Problem ::
All lines from the entries below that contain the string "chars" should be copied out.

Data for this exercise ::
-----
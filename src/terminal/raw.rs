use std::sync::atomic::{AtomicBool, Ordering};

static TERMINAL_INITIALIZED: AtomicBool = AtomicBool::new(false);

/// RAII wrapper for raw mode and alternate screen.
///
/// Drop restores the terminal, including while unwinding from a panic.
pub struct RawMode {
    _private: (),
}

impl RawMode {
    /// Enter raw mode and alternate screen
    pub fn new() -> Result<Self, Box<dyn std::error::Error>> {
        crossterm::terminal::enable_raw_mode()?;

        let mut stdout = std::io::stdout();
        crossterm::execute!(
            stdout,
            crossterm::terminal::EnterAlternateScreen,
            crossterm::terminal::Clear(crossterm::terminal::ClearType::All)
        )?;

        TERMINAL_INITIALIZED.store(true, Ordering::SeqCst);
        Ok(Self { _private: () })
    }
}

impl Drop for RawMode {
    fn drop(&mut self) {
        restore_terminal();
    }
}

fn restore_terminal() {
    if TERMINAL_INITIALIZED.swap(false, Ordering::SeqCst) {
        let mut stdout = std::io::stdout();
        // Clear before leaving so terminals without an alternate screen keep
        // no artifacts
        let _ = crossterm::execute!(
            stdout,
            crossterm::terminal::Clear(crossterm::terminal::ClearType::All),
            crossterm::cursor::MoveTo(0, 0),
            crossterm::cursor::Show,
            crossterm::terminal::LeaveAlternateScreen
        );
        let _ = crossterm::terminal::disable_raw_mode();
    }
}
//! Register Store: named text slots shared by every document.
//!
//! Text is kept in a canonical form (`\n` line breaks, no trailing break for
//! line-mode content) and expanded to the reader's line ending on the way out,
//! so a register cut from a CRLF document pastes correctly into an LF one.

use std::collections::HashMap;

/// Maximum size of a single register (10 MB)
const MAX_REGISTER_SIZE: usize = 10 * 1024 * 1024;

/// Default register for unqualified reads and writes
pub const UNNAMED: char = '"';
/// Writes to this register are discarded
pub const BLACK_HOLE: char = '_';

/// Whether register content is a character run or a sequence of whole lines
#[derive(Debug, Clone, Copy, PartialEq, Eq, Default)]
pub enum RegisterMode {
    #[default]
    Char,
    Line,
}

/// Line terminator convention of a document
#[derive(Debug, Clone, Copy, PartialEq, Eq, Default)]
pub enum LineEnding {
    #[default]
    Lf,
    CrLf,
    Cr,
}

impl LineEnding {
    pub fn as_str(&self) -> &'static str {
        match self {
            LineEnding::Lf => "\n",
            LineEnding::CrLf => "\r\n",
            LineEnding::Cr => "\r",
        }
    }

    /// Guess the convention from the first terminator in `text`
    pub fn detect(text: &str) -> Self {
        match text.find(['\r', '\n']) {
            Some(idx) if text[idx..].starts_with("\r\n") => LineEnding::CrLf,
            Some(idx) if text[idx..].starts_with('\r') => LineEnding::Cr,
            _ => LineEnding::Lf,
        }
    }
}

/// How a write participates in the numbered registers
#[derive(Debug, Clone, Copy, PartialEq, Eq)]
pub enum Numbered {
    /// Stored in register `0`
    Yank,
    /// Pushed onto the `1`..`9` ring
    Delete,
}

/// Replace every line terminator with `\n`
fn canonicalize(text: &str) -> String {
    text.replace("\r\n", "\n").replace('\r', "\n")
}

/// A single register.
///
/// The content is only reachable through accessors: `text` re-expands line
/// breaks, `set_text` and `append` re-infer the mode.
#[derive(Debug, Clone, Default, PartialEq, Eq)]
pub struct Register {
    text: String,
    mode: RegisterMode,
}

impl Register {
    pub fn new(text: &str) -> Self {
        let mut register = Self::default();
        register.set_text(text);
        register
    }

    pub fn mode(&self) -> RegisterMode {
        self.mode
    }

    pub fn is_empty(&self) -> bool {
        self.text.is_empty() && self.mode == RegisterMode::Char
    }

    /// Stored text in canonical form
    pub fn canonical_text(&self) -> &str {
        &self.text
    }

    /// Content using `ending` as line terminator; line-mode content ends with
    /// exactly one terminator
    pub fn text(&self, ending: LineEnding) -> String {
        let mut text = self.text.replace('\n', ending.as_str());
        if self.mode == RegisterMode::Line {
            text.push_str(ending.as_str());
        }
        text
    }

    /// Replace content, inferring the mode from embedded terminators
    pub fn set_text(&mut self, text: &str) {
        let mut canonical = canonicalize(text);
        if canonical.contains('\n') {
            self.mode = RegisterMode::Line;
            if canonical.ends_with('\n') {
                canonical.pop();
            }
        } else {
            self.mode = RegisterMode::Char;
        }
        self.text = canonical;
    }

    /// Append content; if either side is line-mode the result is the two
    /// line sequences joined
    pub fn append(&mut self, text: &str) {
        let incoming = Register::new(text);
        if self.is_empty() {
            *self = incoming;
            return;
        }
        if self.mode == RegisterMode::Line || incoming.mode == RegisterMode::Line {
            self.text.push('\n');
            self.text.push_str(&incoming.text);
            self.mode = RegisterMode::Line;
        } else {
            self.text.push_str(&incoming.text);
        }
    }
}

/// Process-wide register storage
#[derive(Debug, Clone, Default)]
pub struct RegisterStore {
    registers: HashMap<char, Register>,
}

/// Uppercase names alias their lowercase register
fn canonical_name(name: char) -> char {
    if name.is_ascii_uppercase() {
        name.to_ascii_lowercase()
    } else {
        name
    }
}

impl RegisterStore {
    pub fn new() -> Self {
        Self::default()
    }

    /// Look at a register without creating it
    pub fn get(&self, name: char) -> Option<&Register> {
        self.registers.get(&canonical_name(name))
    }

    /// Read a register, creating it empty on first access
    pub fn read(&mut self, name: char, ending: LineEnding) -> (String, RegisterMode) {
        let register = self.registers.entry(canonical_name(name)).or_default();
        (register.text(ending), register.mode())
    }

    /// Write a register: uppercase names append, `_` discards, everything
    /// else replaces. Oversized text is rejected.
    pub fn write(&mut self, name: char, text: &str) {
        if name == BLACK_HOLE || text.len() > MAX_REGISTER_SIZE {
            return;
        }
        if name.is_ascii_uppercase() {
            self.append(name, text);
            return;
        }
        tracing::trace!(target: "vi.registers", register = %name, len = text.len(), "write");
        self.registers.entry(name).or_default().set_text(text);
    }

    /// Append to a register (the lowercase register for uppercase names)
    pub fn append(&mut self, name: char, text: &str) {
        if name == BLACK_HOLE {
            return;
        }
        let name = canonical_name(name);
        let register = self.registers.entry(name).or_default();
        if register.canonical_text().len() + text.len() > MAX_REGISTER_SIZE {
            return;
        }
        tracing::trace!(target: "vi.registers", register = %name, len = text.len(), "append");
        register.append(text);
    }

    /// Push text onto the numbered ring: 8→9, …, 1→2, then store into 1.
    /// Register 9's previous content is discarded; register 0 is untouched.
    pub fn shift(&mut self, text: &str) {
        for slot in (1..9u32).rev() {
            let from = char::from_digit(slot, 10);
            let to = char::from_digit(slot + 1, 10);
            if let (Some(from), Some(to)) = (from, to) {
                match self.registers.remove(&from) {
                    Some(register) => {
                        self.registers.insert(to, register);
                    }
                    None => {
                        self.registers.remove(&to);
                    }
                }
            }
        }
        self.registers.insert('1', Register::new(text));
    }

    /// Store the text produced by one command.
    ///
    /// `target` is the register named by the command (`None` for unnamed).
    /// Unqualified writes feed the numbered registers according to
    /// `numbered`; the unnamed register always mirrors the result.
    pub fn record(&mut self, target: Option<char>, text: &str, numbered: Option<Numbered>) {
        let target = target.unwrap_or(UNNAMED);
        if target == BLACK_HOLE || text.len() > MAX_REGISTER_SIZE {
            return;
        }

        if target == UNNAMED {
            match numbered {
                Some(Numbered::Yank) => self.write('0', text),
                Some(Numbered::Delete) => self.shift(text),
                None => {}
            }
            self.write(UNNAMED, text);
        } else {
            self.write(target, text);
            let mirror = self
                .registers
                .get(&canonical_name(target))
                .cloned()
                .unwrap_or_default();
            self.registers.insert(UNNAMED, mirror);
        }
    }

    /// Names of all registers created so far, sorted
    pub fn names(&self) -> Vec<char> {
        let mut names: Vec<char> = self.registers.keys().copied().collect();
        names.sort_unstable();
        names
    }
}
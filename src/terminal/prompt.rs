//! Line editor behind the host prompt.
//!
//! Both frontends open one of these when the Dispatcher asks for a prompt
//! and hand the finished text back through `Dispatcher::prompt_closed`.

use crate::core::input::Key;

/// What a key did to the prompt
#[derive(Debug, Clone, PartialEq, Eq)]
pub enum PromptOutcome {
    Editing,
    Submit(String),
    Cancel,
}

#[derive(Debug, Clone, Default)]
pub struct PromptState {
    pub label: String,
    pub input: String,
    /// Cursor position in chars
    pub cursor: usize,
}

impl PromptState {
    pub fn new(label: &str) -> Self {
        Self {
            label: label.to_string(),
            input: String::new(),
            cursor: 0,
        }
    }

    fn byte_index(&self, cursor: usize) -> usize {
        self.input
            .char_indices()
            .nth(cursor)
            .map(|(i, _)| i)
            .unwrap_or(self.input.len())
    }

    /// Apply one key. `escape` cancels the prompt.
    pub fn handle(&mut self, key: Key, escape: Key) -> PromptOutcome {
        if key == escape {
            return PromptOutcome::Cancel;
        }
        match key {
            Key::Enter => return PromptOutcome::Submit(std::mem::take(&mut self.input)),
            Key::Backspace if self.cursor == 0 && self.input.is_empty() => {
                return PromptOutcome::Cancel;
            }
            Key::Backspace if self.cursor > 0 => {
                let at = self.byte_index(self.cursor - 1);
                self.input.remove(at);
                self.cursor -= 1;
            }
            Key::Delete => {
                if self.cursor < self.input.chars().count() {
                    let at = self.byte_index(self.cursor);
                    self.input.remove(at);
                }
            }
            Key::Left => self.cursor = self.cursor.saturating_sub(1),
            Key::Right => self.cursor = (self.cursor + 1).min(self.input.chars().count()),
            Key::Home | Key::Ctrl('a') => self.cursor = 0,
            Key::End | Key::Ctrl('e') => self.cursor = self.input.chars().count(),
            Key::Ctrl('u') => {
                let at = self.byte_index(self.cursor);
                self.input.drain(..at);
                self.cursor = 0;
            }
            other => {
                if let Some(c) = other.printable() {
                    let at = self.byte_index(self.cursor);
                    self.input.insert(at, c);
                    self.cursor += 1;
                }
            }
        }
        PromptOutcome::Editing
    }

    /// Label followed by the text typed so far
    pub fn line(&self) -> String {
        format!("{}{}", self.label, self.input)
    }
}
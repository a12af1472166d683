//! One view driven by one Dispatcher.
//!
//! Shared by the script and terminal frontends: the session owns the host
//! side of the contract (status line and prompt) and routes keys either to
//! the open prompt or to the Dispatcher.

use crate::config::Config;
use crate::core::dispatcher::{Dispatcher, KeyResult};
use crate::core::grammar::State;
use crate::core::input::Key;
use crate::core::rope_view::RopeView;
use crate::core::view::Ui;
use crate::terminal::prompt::{PromptOutcome, PromptState};

/// Status line and prompt as seen by the Dispatcher
#[derive(Debug, Default)]
pub struct SessionUi {
    pub status: String,
    pub prompt: Option<PromptState>,
}

impl Ui for SessionUi {
    fn status(&mut self, text: &str) {
        self.status = text.to_string();
    }

    fn open_prompt(&mut self, label: &str) {
        self.prompt = Some(PromptState::new(label));
    }

    fn close_prompt(&mut self) {
        self.prompt = None;
    }
}

pub struct Session {
    pub dispatcher: Dispatcher,
    pub view: RopeView,
    pub ui: SessionUi,
    escape: Key,
    exit: Key,
}

impl Session {
    /// Start a session with the mode already active
    pub fn new(config: &Config, view: RopeView) -> Self {
        let mut dispatcher = Dispatcher::new(config);
        dispatcher.activate();
        Self {
            dispatcher,
            view,
            ui: SessionUi::default(),
            escape: config.escape_key(),
            exit: config.exit_key(),
        }
    }

    /// Move on to another document. The registers and tables carry over;
    /// the mode is re-entered if the last document left it.
    pub fn swap_view(&mut self, view: RopeView) -> RopeView {
        self.ui = SessionUi::default();
        self.dispatcher.activate();
        std::mem::replace(&mut self.view, view)
    }

    pub fn is_active(&self) -> bool {
        self.dispatcher.is_active()
    }

    /// Route one key. Messages from the previous key are cleared first.
    pub fn handle_key(&mut self, key: Key) -> KeyResult {
        self.ui.status.clear();

        let outcome = match self.ui.prompt.as_mut() {
            Some(prompt) if key != self.exit => Some(prompt.handle(key, self.escape)),
            _ => None,
        };
        let Some(outcome) = outcome else {
            return self.dispatcher.feed(key, &mut self.view, &mut self.ui);
        };
        match outcome {
            PromptOutcome::Editing => KeyResult::Consumed,
            PromptOutcome::Submit(text) => {
                self.ui.prompt = None;
                self.dispatcher
                    .prompt_closed(Some(text), &mut self.view, &mut self.ui)
            }
            PromptOutcome::Cancel => {
                self.dispatcher
                    .feed(self.escape, &mut self.view, &mut self.ui)
            }
        }
    }

    /// Finish whatever the last key left open: pending insertion text is
    /// committed, any other partial command is dropped. Returns whether
    /// something was dropped.
    pub fn finish(&mut self) -> bool {
        match self.dispatcher.state() {
            State::Start => false,
            State::Input => {
                self.handle_key(self.escape);
                false
            }
            _ => {
                self.ui.prompt = None;
                self.dispatcher
                    .feed(self.escape, &mut self.view, &mut self.ui);
                true
            }
        }
    }

    /// A message left by the last key once the sentence settled: errors and
    /// teardown notices, never the echo of a command still in progress
    pub fn message(&self) -> Option<&str> {
        if self.dispatcher.state() == State::Start && !self.ui.status.is_empty() {
            Some(&self.ui.status)
        } else {
            None
        }
    }
}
-----
Reply ::
    /// Cursor position in chars
                if self.cursor < self.input.chars().count() {
            Key::Right => self.cursor = (self.cursor + 1).min(self.input.chars().count()),
            Key::End | Key::Ctrl('e') => self.cursor = self.input.chars().count(),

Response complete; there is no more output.